Apesar de todas estas contrariedades eu incluo-me entre aqueles que considera existir uma solução que poderá ir de encontro ao propósito de reservar uma das maiores praças do país para as pessoas. Mais: acredito nesta possibilidade sem colocar em causa a denominada civilização do automóvel, indo inclusivamente ao encontro das necessidades específicas dos automobilistas e articulando estas com as necessidades dos peões (que os primeiros também são). Por detrás do Convento dos Congregados existe um espaço que reúne o melhor de dois mundos: (1) é muito próximo do Rossio; e (2) é uma área que foi objecto de aterro (ou seja, os afloramentos marmóreos estão a cerca de 4 metros da actual superfície. No espaço do actual mercado abastecedor é tecnicamente possível, com custos aceitáveis, conceber uma área de estacionamento com dois pisos abaixo do nível do solo e mais dois (ou mesmo, três) pisos acima deste em silos. A volumetria do Convento dos Congregados comporta, sem chocar, uma edificação de grandes dimensões, deixando aos arquitectos a imensa responsabilidade de a compatibilizar com o enquadramento da envolvente.

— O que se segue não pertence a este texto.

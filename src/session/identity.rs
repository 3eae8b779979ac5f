//! Session identity and the persisted display name.

use std::sync::Arc;

use rand::distr::Alphanumeric;
use rand::Rng;
use serde::{Deserialize, Serialize};

use crate::data::{StateStore, USER_NAME_KEY};

/// The `(session_id, user_id)` pair scoping every backend call of one run.
///
/// The backend keeps its own conversation memory keyed by this pair, so the
/// client never replays history.
#[derive(Debug, Clone, PartialEq, Eq, Hash, Serialize, Deserialize)]
pub struct SessionContext {
    pub session_id: String,
    pub user_id: String,
}

impl SessionContext {
    /// Mint fresh identifiers from the current time plus random bits.
    pub fn generate() -> Self {
        let now = chrono::Utc::now().timestamp_millis();
        Self {
            session_id: format!("session_{}_{}", now, random_suffix()),
            user_id: format!("user_{}_{}", now, random_suffix()),
        }
    }

    pub fn new(session_id: impl Into<String>, user_id: impl Into<String>) -> Self {
        Self {
            session_id: session_id.into(),
            user_id: user_id.into(),
        }
    }
}

fn random_suffix() -> String {
    rand::rng()
        .sample_iter(&Alphanumeric)
        .take(7)
        .map(|b| char::from(b).to_ascii_lowercase())
        .collect()
}

/// Identity for the lifetime of the process.
///
/// Identifiers are generated once; the display name is read from and written
/// to durable storage on a best-effort basis.
pub struct Session {
    context: SessionContext,
    display_name: Option<String>,
    store: Arc<dyn StateStore>,
}

impl Session {
    /// Start a session, restoring a previously confirmed display name if any.
    pub fn start(store: Arc<dyn StateStore>) -> Self {
        Self::with_context(SessionContext::generate(), store)
    }

    pub fn with_context(context: SessionContext, store: Arc<dyn StateStore>) -> Self {
        let display_name = match store.get(USER_NAME_KEY) {
            Ok(name) => name.filter(|n| !n.trim().is_empty()),
            Err(e) => {
                tracing::warn!(error = %e, "Failed to read saved display name");
                None
            }
        };
        tracing::debug!(
            session_id = %context.session_id,
            user_id = %context.user_id,
            restored_name = display_name.is_some(),
            "Session started"
        );
        Self {
            context,
            display_name,
            store,
        }
    }

    pub fn context(&self) -> &SessionContext {
        &self.context
    }

    /// The confirmed display name, if any.
    pub fn display_name(&self) -> Option<&str> {
        self.display_name.as_deref()
    }

    pub fn name_confirmed(&self) -> bool {
        self.display_name.is_some()
    }

    /// Confirm and persist a display name. Blank names are ignored.
    pub fn set_display_name(&mut self, name: &str) -> bool {
        let name = name.trim();
        if name.is_empty() {
            return false;
        }
        self.display_name = Some(name.to_string());
        if let Err(e) = self.store.set(USER_NAME_KEY, name) {
            tracing::warn!(error = %e, "Failed to persist display name");
        }
        true
    }

    /// Un-confirm the display name and erase it from storage.
    pub fn clear_display_name(&mut self) {
        self.display_name = None;
        if let Err(e) = self.store.delete(USER_NAME_KEY) {
            tracing::warn!(error = %e, "Failed to erase display name");
        }
    }
}
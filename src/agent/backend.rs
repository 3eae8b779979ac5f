use async_trait::async_trait;
use serde::Serialize;

use crate::agent::error::AgentError;
use crate::agent::response::InvokeResult;
use crate::session::SessionContext;

/// Body of one backend call.
#[derive(Debug, Clone, PartialEq, Eq, Serialize)]
pub struct InvokeRequest {
    pub message: String,
    pub agent_id: String,
    pub session_id: String,
    pub user_id: String,
}

impl InvokeRequest {
    pub fn new(message: impl Into<String>, agent_id: impl Into<String>, context: &SessionContext) -> Self {
        Self {
            message: message.into(),
            agent_id: agent_id.into(),
            session_id: context.session_id.clone(),
            user_id: context.user_id.clone(),
        }
    }
}

/// The request/response contract of the reasoning backend.
///
/// `Ok` means the call completed, even if the envelope reports failure;
/// `Err` means the call itself failed.
#[async_trait]
pub trait AgentBackend: Send + Sync {
    async fn invoke(&self, request: InvokeRequest) -> Result<InvokeResult, AgentError>;
}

Temos, todavia e ainda assim, um problema: é aí que a Câmara Municipal está a projectar edificar o novo edifício da biblioteca e arquivo histórico municipal. Não travar esse projecto será um erro colossal, já que é conflituante com a única alternativa verdadeiramente aceitável de resolver o problema do Rossio. Demais a mais, para a biblioteca o que não faltam são soluções alternativas, as quais até poderiam passar pelo restauro de imóveis de qualidade no próprio Rossio, como sejam a Casa Inglesa ou o Hotel Alentejano.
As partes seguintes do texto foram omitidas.